Status Of Parental Obligation For Child Support In India

Status Of Parental Obligation For Child Support In India


This Blog is written by Palak Bhawsinka from National Law University, OdishaEdited by Priyanjali Priyadarshini.



Child support refers to the continuous periodic contributions provided by a parent for a child’s care and upbringing after marriage or another relationship has come to an end. When a marriage breaks down and ends up separating a couple, the child or children born from the marriage are the person(s) who suffer the most. This concept of Child Support comes into play only when parents of the child decide to get divorced and bring an end to the relationship. When this happens, it is not only the parents involved in the process but also a third party who gets affected by it i.e. the child of the married couple. This is because ending a marriage is not only about separation, especially when there is a child born out of wedlock, but several factors like child custody and child maintenance also get involved. As children have little when it comes to supporting and explicit legal rights, the need of bringing such security in the form of child maintenance was felt.

Bringing an end to the marital status not only revolves around the maintenance of the child but also includes many factors, the prominent one being the custody of the child. Custody of the child is a bit more complex issue that still needs to be addressed, but the issue is exemplified when the parents of the child are not married. In these types of cases, the custody is usually given to the mother and the father is left with the visitor’s rights only. “The child support system for the parents who have never married stated that both the parents should pay for the child support according to their financial situations and if one is not able to pay then they can seek support re-evaluate based on the change in circumstances”. All these rights and laws regarding the parental obligation for child support have been further addressed in this article. And based on these laws and the provisions made in regards to the same and the status of child support in India has been analyzed at the end.

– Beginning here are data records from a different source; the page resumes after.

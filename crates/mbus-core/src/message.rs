//! Message types for the bus.
//!
//! A [`Message`] is a topic plus an opaque, shared data reference. The bus wraps
//! each published message in a single `Arc` and hands that same instance to every
//! subscribed conduit, so consumers must treat the data as read-only.

use crate::conduit::Conduit;
use std::any::Any;
use std::fmt;
use std::sync::Arc;

/// Prefix of the meta-topic announcing a new subscription to a topic.
pub const SUB_TOPIC_PREFIX: &str = "sub_";

/// Prefix of the meta-topic announcing a removed subscription from a topic.
pub const UNSUB_TOPIC_PREFIX: &str = "unsub_";

/// Opaque message data, shared between every receiver of a message.
pub type Data = Arc<dyn Any + Send + Sync>;

/// Name of the meta-topic that announces subscriptions to `topic`.
#[must_use]
pub fn sub_topic(topic: &str) -> String {
    format!("{SUB_TOPIC_PREFIX}{topic}")
}

/// Name of the meta-topic that announces unsubscriptions from `topic`.
#[must_use]
pub fn unsub_topic(topic: &str) -> String {
    format!("{UNSUB_TOPIC_PREFIX}{topic}")
}

/// A published message.
#[derive(Clone)]
pub struct Message {
    /// Target topic.
    pub topic: String,
    /// Message data (shared, never copied during fan-out).
    pub data: Data,
}

impl Message {
    /// Create a new message, moving `data` behind a fresh shared reference.
    ///
    /// The message is not published; hand it to
    /// [`Bus::publish_message`](crate::Bus::publish_message) for that.
    #[must_use]
    pub fn new<T>(topic: impl Into<String>, data: T) -> Self
    where
        T: Any + Send + Sync,
    {
        Self::from_shared(topic, Arc::new(data))
    }

    /// Create a message around an existing shared data reference.
    #[must_use]
    pub fn from_shared(topic: impl Into<String>, data: Data) -> Self {
        Self {
            topic: topic.into(),
            data,
        }
    }

    /// Get the topic.
    #[must_use]
    pub fn topic(&self) -> &str {
        &self.topic
    }

    /// Borrow the data as `T`, if that is what it holds.
    #[must_use]
    pub fn data<T: Any>(&self) -> Option<&T> {
        self.data.downcast_ref::<T>()
    }

    /// Get the shared data reference.
    #[must_use]
    pub fn shared_data(&self) -> &Data {
        &self.data
    }

    /// The conduit carried by a `sub_`/`unsub_` lifecycle notification.
    #[must_use]
    pub fn conduit(&self) -> Option<&Conduit> {
        self.data::<Conduit>()
    }

    /// Check whether this message was published on a lifecycle meta-topic.
    #[must_use]
    pub fn is_lifecycle(&self) -> bool {
        self.conduit().is_some()
            && (self.topic.starts_with(SUB_TOPIC_PREFIX)
                || self.topic.starts_with(UNSUB_TOPIC_PREFIX))
    }
}

impl fmt::Debug for Message {
    fn fmt(&self, f: &mut fmt::Formatter<'_>) -> fmt::Result {
        let mut s = f.debug_struct("Message");
        s.field("topic", &self.topic);
        match self.conduit() {
            Some(conduit) => s.field("conduit", conduit),
            None => s.field("data", &format_args!("<opaque>")),
        };
        s.finish()
    }
}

The parental obligation for child support was the need of the hour. The marital separation was increasing at a faster rate. People chose to live separately rather than tying themselves in a relationship that changed over the period and which started creating tussles between their loved ones. The most important aspect in this was the child who was at the end going to bear the consequences even if the decision was not taken by him/her, but parents. So developing a safety mechanism for the children born out of such wedlock was needed. Creating laws and provisions with respect to the maintenance of the child was seen as growing demand for the supporters of this concept. It was felt that the major issues and challenges that were faced after the divorce was the upbringing of the child. Questions were raised regarding the custody and maintenance of the child. There was chaos as to the burden of maintenance would rest upon the mother or the father. If there was joint custody granted for the child then how and in what manner the contribution to the child’s welfare would have taken place. The next issue that can be addressed was that if a person had custody of the child, remarries, or builds a new relationship, and the new partner brought the child back to him or her, both children may suffer in love, care, attention, or support or maintenance.

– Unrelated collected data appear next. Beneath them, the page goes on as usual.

//! Slow-consumer warning sink.

use std::fmt;
use tracing::warn;

/// Receives diagnostics when the bus evicts an unresponsive conduit.
///
/// The bus passes a short list of values (a description, the conduit's queued
/// length and capacity, its identity, and the topic). A bus built without a
/// warner simply skips the call.
pub trait Warner: Send + Sync {
    /// Accept a list of loggable values.
    fn warning(&self, values: &[&dyn fmt::Debug]);
}

impl<F> Warner for F
where
    F: Fn(&[&dyn fmt::Debug]) + Send + Sync,
{
    fn warning(&self, values: &[&dyn fmt::Debug]) {
        self(values);
    }
}

/// Warner that forwards to `tracing` at `WARN` level.
#[derive(Debug, Default, Clone, Copy)]
pub struct TracingWarner;

impl Warner for TracingWarner {
    fn warning(&self, values: &[&dyn fmt::Debug]) {
        warn!("{}", join_values(values));
    }
}

/// Render values space-separated, strings unquoted.
pub(crate) fn join_values(values: &[&dyn fmt::Debug]) -> String {
    values
        .iter()
        .map(|v| {
            let s = format!("{v:?}");
            match s.strip_prefix('"').and_then(|s| s.strip_suffix('"')) {
                Some(inner) => inner.to_string(),
                None => s,
            }
        })
        .collect::<Vec<_>>()
        .join(" ")
}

Keeping in mind all the questions, procedures were laid down. Laws were drafted which acted as a safety net for the children who on one hand were the most important agent in the whole divorce process and on the other, had very little say on these decisions. These laws and regulations spoke for them and kept them as the utmost priority. It stressed the future aspect wherein the well-being of the children shouldn’t suffer at any cost. Child support indirectly solved the issue of the infanticide that was seen when the unmarried daughter or because of poverty, infants were killed in the womb as they feared taking upon the responsibility of the child and contributing to their growth. Because of the development of the concept of child support, now these concerns were addressed and children were given a better version of life.

There are explicit child support rules which look into the smooth flow of the process. Since child support is not tax-deductible or taxable income, no reporting requirements are in effect. Nonetheless, parents must take care when reporting children as tax dependents[1]. In general, the custodial parent is the parent with whom it resides for most of the year for tax purposes. The parent may claim the child as dependent on the condition that the laws are followed [2]. If the decision regarding the separation mutually arrives between the parties or the parents then there won’t be any interference of the judiciary. But if there is a disagreement or any kind of argument between the parents concerning the separation process then it would be dealt with by the court. The court would then decide the custody and the maintenance of the child looking upon the facts of the issue and the capability of both the parents to take up the responsibility of the child. In the case of infants, the court presumes that the mother should be granted custody since small children must be treated and treated by the mother herself with love, but the child’s interests are still taken into account if the child is over 9 years of age.

If non-custodial parents do not pay their child support as stated in the schedule, the custodial parent will attempt to enforce the child support against the non-custodial parent. Non-payment can trigger the following consequences, such as linking or seizure: if child support is not paid to a non-custodial parent and the lien and seizure do not stop until all child support was paid, it can be a lien or seized from all personal property. Suspension of licenses: the state can suspend the conduct, leisure, and professional licenses of the non-custodial parent. The non-paying parent may have a civil or criminal warrant issued. The parent may be found against the court order i.e. contempt of court or a criminal warrant may be given on their behalf if the matter is severe enough.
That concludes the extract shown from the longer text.